**What the task asks**. Go through the entries one line at a time, and gather every line that has the word "GREEN".
_____
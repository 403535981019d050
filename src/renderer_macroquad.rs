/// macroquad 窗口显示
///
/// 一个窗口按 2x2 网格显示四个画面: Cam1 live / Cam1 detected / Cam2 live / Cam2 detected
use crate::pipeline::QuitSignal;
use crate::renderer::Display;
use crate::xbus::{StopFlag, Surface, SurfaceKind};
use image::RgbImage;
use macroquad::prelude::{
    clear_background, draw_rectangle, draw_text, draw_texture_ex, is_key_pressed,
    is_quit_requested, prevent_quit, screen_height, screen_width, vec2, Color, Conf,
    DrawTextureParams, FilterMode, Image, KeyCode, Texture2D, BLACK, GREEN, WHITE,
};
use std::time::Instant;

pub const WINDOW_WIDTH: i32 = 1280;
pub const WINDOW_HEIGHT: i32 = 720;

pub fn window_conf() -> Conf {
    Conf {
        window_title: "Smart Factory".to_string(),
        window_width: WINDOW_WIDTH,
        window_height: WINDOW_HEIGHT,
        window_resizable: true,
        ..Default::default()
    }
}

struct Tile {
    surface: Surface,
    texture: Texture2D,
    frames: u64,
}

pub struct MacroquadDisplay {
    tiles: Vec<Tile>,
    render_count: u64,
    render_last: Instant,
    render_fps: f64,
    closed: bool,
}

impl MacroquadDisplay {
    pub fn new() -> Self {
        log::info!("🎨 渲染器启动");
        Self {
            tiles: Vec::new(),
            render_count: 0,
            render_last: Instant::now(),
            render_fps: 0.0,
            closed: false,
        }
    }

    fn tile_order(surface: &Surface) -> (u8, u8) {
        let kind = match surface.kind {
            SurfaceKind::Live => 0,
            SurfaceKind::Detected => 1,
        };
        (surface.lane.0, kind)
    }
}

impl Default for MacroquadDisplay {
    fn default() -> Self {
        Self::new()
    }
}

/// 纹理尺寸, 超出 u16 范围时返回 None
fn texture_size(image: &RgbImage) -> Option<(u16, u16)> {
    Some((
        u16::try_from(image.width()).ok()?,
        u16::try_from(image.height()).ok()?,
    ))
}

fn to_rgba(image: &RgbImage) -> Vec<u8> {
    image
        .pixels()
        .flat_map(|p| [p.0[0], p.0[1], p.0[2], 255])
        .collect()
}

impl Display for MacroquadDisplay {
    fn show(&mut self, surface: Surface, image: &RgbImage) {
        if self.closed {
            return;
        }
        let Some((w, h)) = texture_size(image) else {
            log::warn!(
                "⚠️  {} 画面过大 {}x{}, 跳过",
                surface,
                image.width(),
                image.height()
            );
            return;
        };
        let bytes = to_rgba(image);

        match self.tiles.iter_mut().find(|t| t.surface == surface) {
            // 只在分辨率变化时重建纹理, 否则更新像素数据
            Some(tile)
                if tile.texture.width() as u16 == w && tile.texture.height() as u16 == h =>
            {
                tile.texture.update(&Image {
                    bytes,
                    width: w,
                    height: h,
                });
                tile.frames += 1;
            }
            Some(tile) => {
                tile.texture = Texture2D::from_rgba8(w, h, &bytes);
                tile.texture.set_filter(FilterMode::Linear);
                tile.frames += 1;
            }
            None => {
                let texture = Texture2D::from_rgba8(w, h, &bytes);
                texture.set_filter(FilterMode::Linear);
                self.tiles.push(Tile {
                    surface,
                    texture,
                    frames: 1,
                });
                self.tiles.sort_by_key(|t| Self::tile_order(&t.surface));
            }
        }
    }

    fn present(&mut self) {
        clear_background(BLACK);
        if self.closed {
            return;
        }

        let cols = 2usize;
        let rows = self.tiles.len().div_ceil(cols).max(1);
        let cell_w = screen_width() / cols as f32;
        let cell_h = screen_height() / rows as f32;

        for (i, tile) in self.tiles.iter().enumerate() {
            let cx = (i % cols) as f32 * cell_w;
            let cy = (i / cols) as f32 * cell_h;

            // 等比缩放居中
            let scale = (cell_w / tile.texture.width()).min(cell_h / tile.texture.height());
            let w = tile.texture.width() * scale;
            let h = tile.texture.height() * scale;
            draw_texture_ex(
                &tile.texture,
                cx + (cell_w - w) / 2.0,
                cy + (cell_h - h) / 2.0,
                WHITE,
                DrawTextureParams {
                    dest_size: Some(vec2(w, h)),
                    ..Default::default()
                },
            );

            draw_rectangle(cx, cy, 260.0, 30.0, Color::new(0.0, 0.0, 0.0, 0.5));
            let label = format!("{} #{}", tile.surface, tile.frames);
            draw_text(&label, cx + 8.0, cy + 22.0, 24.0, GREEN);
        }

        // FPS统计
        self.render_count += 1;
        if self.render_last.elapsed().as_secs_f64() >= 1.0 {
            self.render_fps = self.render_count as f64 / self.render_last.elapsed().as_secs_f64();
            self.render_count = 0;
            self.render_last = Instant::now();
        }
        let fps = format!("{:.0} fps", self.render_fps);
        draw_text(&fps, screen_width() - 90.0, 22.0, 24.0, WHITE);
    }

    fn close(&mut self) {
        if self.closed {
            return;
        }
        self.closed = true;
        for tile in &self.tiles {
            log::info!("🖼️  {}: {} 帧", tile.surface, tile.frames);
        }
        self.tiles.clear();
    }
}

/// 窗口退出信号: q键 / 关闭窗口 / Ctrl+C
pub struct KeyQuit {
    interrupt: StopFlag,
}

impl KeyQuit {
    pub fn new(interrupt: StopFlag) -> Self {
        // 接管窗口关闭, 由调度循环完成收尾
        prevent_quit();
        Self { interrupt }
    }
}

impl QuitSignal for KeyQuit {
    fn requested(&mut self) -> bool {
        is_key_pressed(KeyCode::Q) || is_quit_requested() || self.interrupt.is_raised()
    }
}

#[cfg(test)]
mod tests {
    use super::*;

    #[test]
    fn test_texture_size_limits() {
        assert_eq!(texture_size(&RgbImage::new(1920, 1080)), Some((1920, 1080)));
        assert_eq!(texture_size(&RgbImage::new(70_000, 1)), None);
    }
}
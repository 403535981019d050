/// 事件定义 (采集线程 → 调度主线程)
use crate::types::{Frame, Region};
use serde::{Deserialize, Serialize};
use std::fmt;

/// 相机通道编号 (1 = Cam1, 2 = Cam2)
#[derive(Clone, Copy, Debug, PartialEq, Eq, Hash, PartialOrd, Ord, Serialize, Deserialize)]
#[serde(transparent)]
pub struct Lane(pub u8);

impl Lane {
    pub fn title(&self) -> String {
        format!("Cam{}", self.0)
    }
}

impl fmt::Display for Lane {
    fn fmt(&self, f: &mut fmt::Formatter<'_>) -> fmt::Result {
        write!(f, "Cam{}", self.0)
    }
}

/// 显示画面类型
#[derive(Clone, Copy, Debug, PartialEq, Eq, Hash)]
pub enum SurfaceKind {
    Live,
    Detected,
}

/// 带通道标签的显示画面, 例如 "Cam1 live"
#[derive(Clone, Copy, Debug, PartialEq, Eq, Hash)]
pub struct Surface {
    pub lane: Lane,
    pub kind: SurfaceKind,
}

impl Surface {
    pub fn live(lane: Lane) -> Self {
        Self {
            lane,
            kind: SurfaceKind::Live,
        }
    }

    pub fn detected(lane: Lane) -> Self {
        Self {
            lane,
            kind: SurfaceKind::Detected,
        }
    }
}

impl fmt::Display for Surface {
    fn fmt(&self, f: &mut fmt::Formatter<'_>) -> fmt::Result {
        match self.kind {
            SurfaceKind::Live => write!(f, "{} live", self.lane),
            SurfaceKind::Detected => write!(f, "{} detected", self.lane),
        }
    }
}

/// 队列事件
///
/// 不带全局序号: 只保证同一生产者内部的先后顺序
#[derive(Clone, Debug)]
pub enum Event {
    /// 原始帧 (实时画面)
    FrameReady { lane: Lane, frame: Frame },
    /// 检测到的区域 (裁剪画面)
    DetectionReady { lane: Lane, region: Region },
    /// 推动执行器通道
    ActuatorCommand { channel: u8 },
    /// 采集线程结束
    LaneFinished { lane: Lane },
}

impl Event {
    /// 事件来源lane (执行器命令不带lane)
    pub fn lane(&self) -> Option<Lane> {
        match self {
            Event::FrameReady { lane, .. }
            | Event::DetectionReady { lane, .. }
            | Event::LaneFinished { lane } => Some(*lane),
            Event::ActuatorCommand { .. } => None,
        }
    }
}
_____
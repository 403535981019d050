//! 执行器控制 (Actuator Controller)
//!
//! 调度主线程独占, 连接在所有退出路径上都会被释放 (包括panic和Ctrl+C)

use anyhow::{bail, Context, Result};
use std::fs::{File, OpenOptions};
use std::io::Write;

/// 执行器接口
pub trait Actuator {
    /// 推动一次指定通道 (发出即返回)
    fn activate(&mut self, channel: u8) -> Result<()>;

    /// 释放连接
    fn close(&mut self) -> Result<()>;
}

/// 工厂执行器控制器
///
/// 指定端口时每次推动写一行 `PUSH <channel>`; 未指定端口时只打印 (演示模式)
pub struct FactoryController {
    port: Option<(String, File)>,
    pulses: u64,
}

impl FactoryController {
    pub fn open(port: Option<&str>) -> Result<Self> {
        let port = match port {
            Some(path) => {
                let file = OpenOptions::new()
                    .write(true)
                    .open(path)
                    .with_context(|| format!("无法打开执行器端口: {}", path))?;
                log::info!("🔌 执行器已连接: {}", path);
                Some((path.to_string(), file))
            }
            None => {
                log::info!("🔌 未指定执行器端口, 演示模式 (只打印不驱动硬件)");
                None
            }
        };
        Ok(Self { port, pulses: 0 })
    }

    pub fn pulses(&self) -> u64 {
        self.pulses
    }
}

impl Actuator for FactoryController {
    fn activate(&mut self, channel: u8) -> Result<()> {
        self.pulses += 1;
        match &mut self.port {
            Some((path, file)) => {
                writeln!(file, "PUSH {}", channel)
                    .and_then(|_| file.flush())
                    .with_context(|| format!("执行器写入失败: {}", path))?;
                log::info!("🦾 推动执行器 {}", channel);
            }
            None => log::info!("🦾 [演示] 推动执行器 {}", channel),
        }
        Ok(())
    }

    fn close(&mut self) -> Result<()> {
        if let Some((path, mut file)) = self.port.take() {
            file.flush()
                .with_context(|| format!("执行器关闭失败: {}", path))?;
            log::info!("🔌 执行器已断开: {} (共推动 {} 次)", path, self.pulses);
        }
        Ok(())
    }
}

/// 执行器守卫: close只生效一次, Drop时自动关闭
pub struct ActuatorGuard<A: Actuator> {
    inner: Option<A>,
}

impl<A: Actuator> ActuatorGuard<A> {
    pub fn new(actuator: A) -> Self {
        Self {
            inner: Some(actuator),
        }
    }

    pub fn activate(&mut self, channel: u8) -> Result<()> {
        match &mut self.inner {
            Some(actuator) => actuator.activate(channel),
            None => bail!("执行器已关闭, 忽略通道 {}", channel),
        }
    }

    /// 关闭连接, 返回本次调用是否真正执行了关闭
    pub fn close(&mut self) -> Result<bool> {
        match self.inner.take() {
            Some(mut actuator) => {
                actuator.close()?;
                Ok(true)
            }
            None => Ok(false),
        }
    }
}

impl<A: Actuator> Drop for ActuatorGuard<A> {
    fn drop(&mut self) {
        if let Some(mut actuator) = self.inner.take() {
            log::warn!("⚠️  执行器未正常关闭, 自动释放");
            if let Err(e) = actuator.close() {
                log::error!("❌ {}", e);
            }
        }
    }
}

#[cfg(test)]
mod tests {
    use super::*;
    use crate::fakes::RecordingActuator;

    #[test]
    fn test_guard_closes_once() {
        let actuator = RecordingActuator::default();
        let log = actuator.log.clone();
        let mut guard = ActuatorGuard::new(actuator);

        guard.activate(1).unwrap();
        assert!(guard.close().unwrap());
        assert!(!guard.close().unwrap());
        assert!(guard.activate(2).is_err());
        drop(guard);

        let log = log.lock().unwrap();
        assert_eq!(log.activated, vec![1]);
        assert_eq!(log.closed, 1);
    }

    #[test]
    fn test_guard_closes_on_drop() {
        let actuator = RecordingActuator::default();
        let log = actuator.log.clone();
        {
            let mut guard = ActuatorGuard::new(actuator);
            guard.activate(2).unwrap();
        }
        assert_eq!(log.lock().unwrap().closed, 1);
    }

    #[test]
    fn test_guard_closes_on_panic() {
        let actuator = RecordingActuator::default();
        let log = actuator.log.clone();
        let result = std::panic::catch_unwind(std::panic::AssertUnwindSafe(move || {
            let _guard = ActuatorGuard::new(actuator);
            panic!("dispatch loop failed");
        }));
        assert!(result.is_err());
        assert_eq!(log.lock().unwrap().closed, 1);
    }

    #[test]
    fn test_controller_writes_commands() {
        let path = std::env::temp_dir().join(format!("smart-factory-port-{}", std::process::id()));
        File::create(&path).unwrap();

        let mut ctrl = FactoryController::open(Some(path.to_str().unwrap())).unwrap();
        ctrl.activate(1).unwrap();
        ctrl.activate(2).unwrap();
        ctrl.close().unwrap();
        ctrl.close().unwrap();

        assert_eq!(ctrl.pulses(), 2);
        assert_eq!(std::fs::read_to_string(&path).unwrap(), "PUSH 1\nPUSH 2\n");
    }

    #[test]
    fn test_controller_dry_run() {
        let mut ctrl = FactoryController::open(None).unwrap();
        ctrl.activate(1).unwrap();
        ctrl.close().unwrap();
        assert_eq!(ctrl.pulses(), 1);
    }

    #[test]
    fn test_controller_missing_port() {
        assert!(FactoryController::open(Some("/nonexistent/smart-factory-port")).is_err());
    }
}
_____
**Response for this exercise**.
    DrawTextureParams, FilterMode, Image, KeyCode, Texture2D, BLACK, GREEN, WHITE,
            draw_text(&label, cx + 8.0, cy + 22.0, 24.0, GREEN);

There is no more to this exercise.